Lines from the top of the entries through the line that has "use crate::trailer::errors::TrailerError;" must be duplicated exactly, and no others.

- Task data:
- - - - - - -

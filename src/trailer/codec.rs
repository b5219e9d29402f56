//! Locating, extracting, and re-encoding the JSON trailer.

use serde::Deserialize;

use crate::cursor::find_pattern;
use crate::diagnostic::{Diagnostic, DiagnosticKind};
use crate::edit::{apply_splices, Splice};
use crate::trailer::document::BoardDocument;
use crate::trailer::errors::TrailerError;

/// Marker bytes shared by both variants; the terminator follows.
pub const MARKER_PREFIX: [u8; 10] = [0x3D, 0x3D, 0x3D, 0x50, 0x43, 0x42, 0xB8, 0xBD, 0xBC, 0xD3];

pub const MARKER_LEN: usize = MARKER_PREFIX.len() + 1;

/// Line terminator closing the marker.
#[derive(Debug, Clone, Copy, PartialEq, Eq, Hash, Default, Deserialize)]
#[serde(rename_all = "lowercase")]
pub enum MarkerVariant {
    /// `... D3 0D`
    #[default]
    Cr,
    /// `... D3 0A`
    Lf,
}

impl MarkerVariant {
    pub const ALL: [MarkerVariant; 2] = [MarkerVariant::Cr, MarkerVariant::Lf];

    pub fn bytes(self) -> [u8; MARKER_LEN] {
        let mut marker = [0u8; MARKER_LEN];
        marker[..MARKER_PREFIX.len()].copy_from_slice(&MARKER_PREFIX);
        marker[MARKER_PREFIX.len()] = match self {
            MarkerVariant::Cr => 0x0D,
            MarkerVariant::Lf => 0x0A,
        };
        marker
    }

    pub fn name(self) -> &'static str {
        match self {
            MarkerVariant::Cr => "0D",
            MarkerVariant::Lf => "0A",
        }
    }
}

/// Lowest-offset marker of either variant.
pub fn find_marker(buf: &[u8]) -> Option<(usize, MarkerVariant)> {
    MarkerVariant::ALL
        .iter()
        .filter_map(|&variant| find_pattern(buf, 0, &variant.bytes()).map(|at| (at, variant)))
        .min_by_key(|&(at, _)| at)
}

/// End offset (exclusive) of the brace-balanced object starting at or after `start`.
///
/// Braces inside string literals are ignored. Before any object opens, a byte
/// outside printable ASCII, TAB, LF, and CR ends the scan at that byte.
/// Without either stop condition the scan runs to the end of the buffer.
pub fn find_json_end(buf: &[u8], start: usize) -> usize {
    let mut depth = 0usize;
    let mut in_string = false;
    let mut escaped = false;

    for (i, &byte) in buf.iter().enumerate().skip(start) {
        if in_string {
            if !escaped && byte == b'"' {
                in_string = false;
            }
            escaped = !escaped && byte == b'\\';
        } else {
            match byte {
                b'{' => depth += 1,
                b'}' if depth > 0 => {
                    depth -= 1;
                    if depth == 0 {
                        return i + 1;
                    }
                }
                b'"' => in_string = true,
                _ => {}
            }
        }

        if depth == 0 && !is_text_byte(byte) {
            return i;
        }
    }

    buf.len()
}

fn is_text_byte(byte: u8) -> bool {
    matches!(byte, 0x20..=0x7E | b'\t' | b'\n' | b'\r')
}

/// The decoded trailer and where its payload lives.
#[derive(Debug, Clone, PartialEq)]
pub struct JsonTrailer {
    pub marker: MarkerVariant,
    pub marker_offset: usize,
    /// Always `marker_offset + MARKER_LEN`.
    pub payload_start: usize,
    pub payload_end: usize,
    pub document: BoardDocument,
}

impl JsonTrailer {
    /// Plan the splice replacing the payload with the compact serialization
    /// of the current document. The marker is never touched.
    pub fn encode(&self, buf: &[u8]) -> Result<Splice, TrailerError> {
        let payload = serde_json::to_vec(self.document.as_map())?;
        tracing::debug!(
            original = self.payload_end - self.payload_start,
            new = payload.len(),
            "encoded JSON trailer"
        );
        Ok(Splice::against(buf, self.payload_start, self.payload_end, payload)?)
    }
}

/// Find and parse the trailer.
///
/// A missing marker is not a finding. A marker whose payload does not parse
/// as a JSON object is reported and treated as absent.
pub fn decode_trailer(buf: &[u8], diagnostics: &mut Vec<Diagnostic>) -> Option<JsonTrailer> {
    let Some((marker_offset, marker)) = find_marker(buf) else {
        tracing::debug!("no JSON trailer marker (checked 0D and 0A variants)");
        return None;
    };
    tracing::debug!(
        offset = marker_offset,
        variant = marker.name(),
        "found JSON trailer marker"
    );

    let payload_start = marker_offset + MARKER_LEN;
    let payload_end = find_json_end(buf, payload_start);
    if payload_end <= payload_start {
        diagnostics.push(Diagnostic::warn(
            DiagnosticKind::MalformedJson,
            Some(payload_start),
            "no JSON data after marker",
        ));
        return None;
    }

    let document = std::str::from_utf8(&buf[payload_start..payload_end])
        .map_err(|e| e.to_string())
        .and_then(|text| BoardDocument::parse(text).map_err(|e| e.to_string()));

    match document {
        Ok(document) => {
            tracing::debug!(
                payload_start,
                payload_end,
                parts = document.parts().len(),
                nets = document.nets().len(),
                "parsed JSON trailer"
            );
            Some(JsonTrailer {
                marker,
                marker_offset,
                payload_start,
                payload_end,
                document,
            })
        }
        Err(message) => {
            diagnostics.push(Diagnostic::warn(
                DiagnosticKind::MalformedJson,
                Some(payload_start),
                format!("error parsing JSON: {message}"),
            ));
            None
        }
    }
}

/// Append `marker` and `document` to an image that has no trailer yet.
pub fn append_trailer(
    buf: &[u8],
    document: &BoardDocument,
    marker: MarkerVariant,
    pretty: bool,
) -> Result<Vec<u8>, TrailerError> {
    if let Some((offset, _)) = find_marker(buf) {
        return Err(TrailerError::AlreadyPresent { offset });
    }

    let payload = if pretty {
        serde_json::to_vec_pretty(document.as_map())?
    } else {
        serde_json::to_vec(document.as_map())?
    };
    let mut bytes = Vec::with_capacity(MARKER_LEN + payload.len());
    bytes.extend_from_slice(&marker.bytes());
    bytes.extend_from_slice(&payload);

    tracing::debug!(
        marker_offset = buf.len(),
        payload_len = payload.len(),
        "appending JSON trailer"
    );
    Ok(apply_splices(buf, &[Splice::append(buf, bytes)])?)
}

#[cfg(test)]
mod tests {
    use super::*;
    use serde_json::json;

    fn with_trailer(prefix: &[u8], variant: MarkerVariant, payload: &[u8], suffix: &[u8]) -> Vec<u8> {
        let mut buf = prefix.to_vec();
        buf.extend_from_slice(&variant.bytes());
        buf.extend_from_slice(payload);
        buf.extend_from_slice(suffix);
        buf
    }

    #[test]
    fn test_marker_bytes() {
        assert_eq!(
            MarkerVariant::Cr.bytes(),
            [0x3D, 0x3D, 0x3D, 0x50, 0x43, 0x42, 0xB8, 0xBD, 0xBC, 0xD3, 0x0D]
        );
        assert_eq!(MarkerVariant::Lf.bytes()[10], 0x0A);
    }

    #[test]
    fn test_absent_trailer_is_not_a_finding() {
        let mut diagnostics = Vec::new();
        assert!(decode_trailer(b"no marker here", &mut diagnostics).is_none());
        assert!(diagnostics.is_empty());
    }

    #[test]
    fn test_lf_variant_found() {
        let buf = with_trailer(b"\x00\x01", MarkerVariant::Lf, br#"{"net":[]}"#, b"");
        let mut diagnostics = Vec::new();
        let trailer = decode_trailer(&buf, &mut diagnostics).unwrap();
        assert_eq!(trailer.marker, MarkerVariant::Lf);
        assert_eq!(trailer.marker_offset, 2);
        assert_eq!(trailer.payload_start, 2 + MARKER_LEN);
    }

    #[test]
    fn test_lower_offset_marker_wins() {
        let mut buf = with_trailer(b"..", MarkerVariant::Lf, br#"{"first":1}"#, b"\x00");
        buf.extend_from_slice(&MarkerVariant::Cr.bytes());
        buf.extend_from_slice(br#"{"second":2}"#);
        let mut diagnostics = Vec::new();
        let trailer = decode_trailer(&buf, &mut diagnostics).unwrap();
        assert_eq!(trailer.marker, MarkerVariant::Lf);
        assert_eq!(trailer.document.to_value(), json!({"first": 1}));
    }

    #[test]
    fn test_brace_inside_string() {
        let payload = br#"{"a":"}"}"#;
        let buf = with_trailer(b"", MarkerVariant::Cr, payload, b"\x00\xff");
        assert_eq!(find_json_end(&buf, MARKER_LEN), MARKER_LEN + 9);
        let mut diagnostics = Vec::new();
        let trailer = decode_trailer(&buf, &mut diagnostics).unwrap();
        assert_eq!(trailer.payload_end - trailer.payload_start, 9);
        assert_eq!(trailer.document.to_value(), json!({"a": "}"}));
    }

    #[test]
    fn test_escaped_quote_inside_string() {
        let payload = br#"{"a":"\"}"}"#;
        let buf = with_trailer(b"", MarkerVariant::Cr, payload, b"{junk");
        assert_eq!(find_json_end(&buf, MARKER_LEN), MARKER_LEN + payload.len());
    }

    #[test]
    fn test_escaped_backslash_before_quote() {
        let payload = br#"{"a":"\\"}"#;
        let buf = with_trailer(b"", MarkerVariant::Cr, payload, b"tail");
        assert_eq!(find_json_end(&buf, MARKER_LEN), MARKER_LEN + payload.len());
    }

    #[test]
    fn test_binary_before_object_stops_scan() {
        assert_eq!(find_json_end(b"  \x00{}", 0), 2);
        // Whitespace and newlines are fine before the object opens
        assert_eq!(find_json_end(b"\r\n\t {}\x00", 0), 6);
    }

    #[test]
    fn test_unterminated_runs_to_end() {
        assert_eq!(find_json_end(br#"{"a":1"#, 0), 6);
    }

    #[test]
    fn test_malformed_json_reported() {
        let buf = with_trailer(b"", MarkerVariant::Cr, br#"{"a":}"#, b"");
        let mut diagnostics = Vec::new();
        assert!(decode_trailer(&buf, &mut diagnostics).is_none());
        assert_eq!(diagnostics[0].kind, DiagnosticKind::MalformedJson);
    }

    #[test]
    fn test_non_object_payload_reported() {
        let buf = with_trailer(b"", MarkerVariant::Cr, b"[1,2]", b"\x00");
        let mut diagnostics = Vec::new();
        assert!(decode_trailer(&buf, &mut diagnostics).is_none());
        assert_eq!(diagnostics[0].kind, DiagnosticKind::MalformedJson);
    }

    #[test]
    fn test_marker_without_payload_reported() {
        let buf = with_trailer(b"", MarkerVariant::Cr, b"", b"\x00\x00");
        let mut diagnostics = Vec::new();
        assert!(decode_trailer(&buf, &mut diagnostics).is_none());
        assert_eq!(diagnostics.len(), 1);
    }

    #[test]
    fn test_encode_compacts_and_keeps_marker() {
        let buf = with_trailer(b"HDR", MarkerVariant::Cr, b"{ \"a\" : [1, 2] }", b"\x00END");
        let mut diagnostics = Vec::new();
        let trailer = decode_trailer(&buf, &mut diagnostics).unwrap();
        let splice = trailer.encode(&buf).unwrap();
        assert_eq!(splice.byte_start, 3 + MARKER_LEN);
        assert_eq!(splice.new_bytes, br#"{"a":[1,2]}"#.to_vec());
        let out = apply_splices(&buf, &[splice]).unwrap();
        assert_eq!(out, with_trailer(b"HDR", MarkerVariant::Cr, br#"{"a":[1,2]}"#, b"\x00END"));
    }

    #[test]
    fn test_unknown_fields_and_order_round_trip() {
        let payload = r#"{"zeta":{"x":[true,null,1.5]},"part":[],"alpha":"é"}"#.as_bytes();
        let buf = with_trailer(b"", MarkerVariant::Cr, payload, b"");
        let mut diagnostics = Vec::new();
        let trailer = decode_trailer(&buf, &mut diagnostics).unwrap();
        let splice = trailer.encode(&buf).unwrap();
        assert_eq!(
            String::from_utf8(splice.new_bytes).unwrap(),
            r#"{"zeta":{"x":[true,null,1.5]},"part":[],"alpha":"é"}"#
        );
    }

    #[test]
    fn test_append_trailer() {
        let doc = BoardDocument::default_board();
        let out = append_trailer(b"IMAGE", &doc, MarkerVariant::Cr, false).unwrap();
        assert!(out.starts_with(b"IMAGE"));
        let mut diagnostics = Vec::new();
        let trailer = decode_trailer(&out, &mut diagnostics).unwrap();
        assert_eq!(trailer.marker_offset, 5);
        assert_eq!(trailer.document, doc);
        assert_eq!(trailer.payload_end, out.len());
    }

    #[test]
    fn test_append_refuses_existing_trailer() {
        let buf = with_trailer(b"", MarkerVariant::Lf, b"{}", b"");
        let doc = BoardDocument::default_board();
        assert!(matches!(
            append_trailer(&buf, &doc, MarkerVariant::Cr, true),
            Err(TrailerError::AlreadyPresent { offset: 0 })
        ));
    }
}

- - - - - - -

- Result for this task:
filename src/trailer/codec.rs
repository b5219e9d29402f56
//! Locating, extracting, and re-encoding the JSON trailer.

use serde::Deserialize;

use crate::cursor::find_pattern;
use crate::diagnostic::{Diagnostic, DiagnosticKind};
use crate::edit::{apply_splices, Splice};
use crate::trailer::document::BoardDocument;
use crate::trailer::errors::TrailerError;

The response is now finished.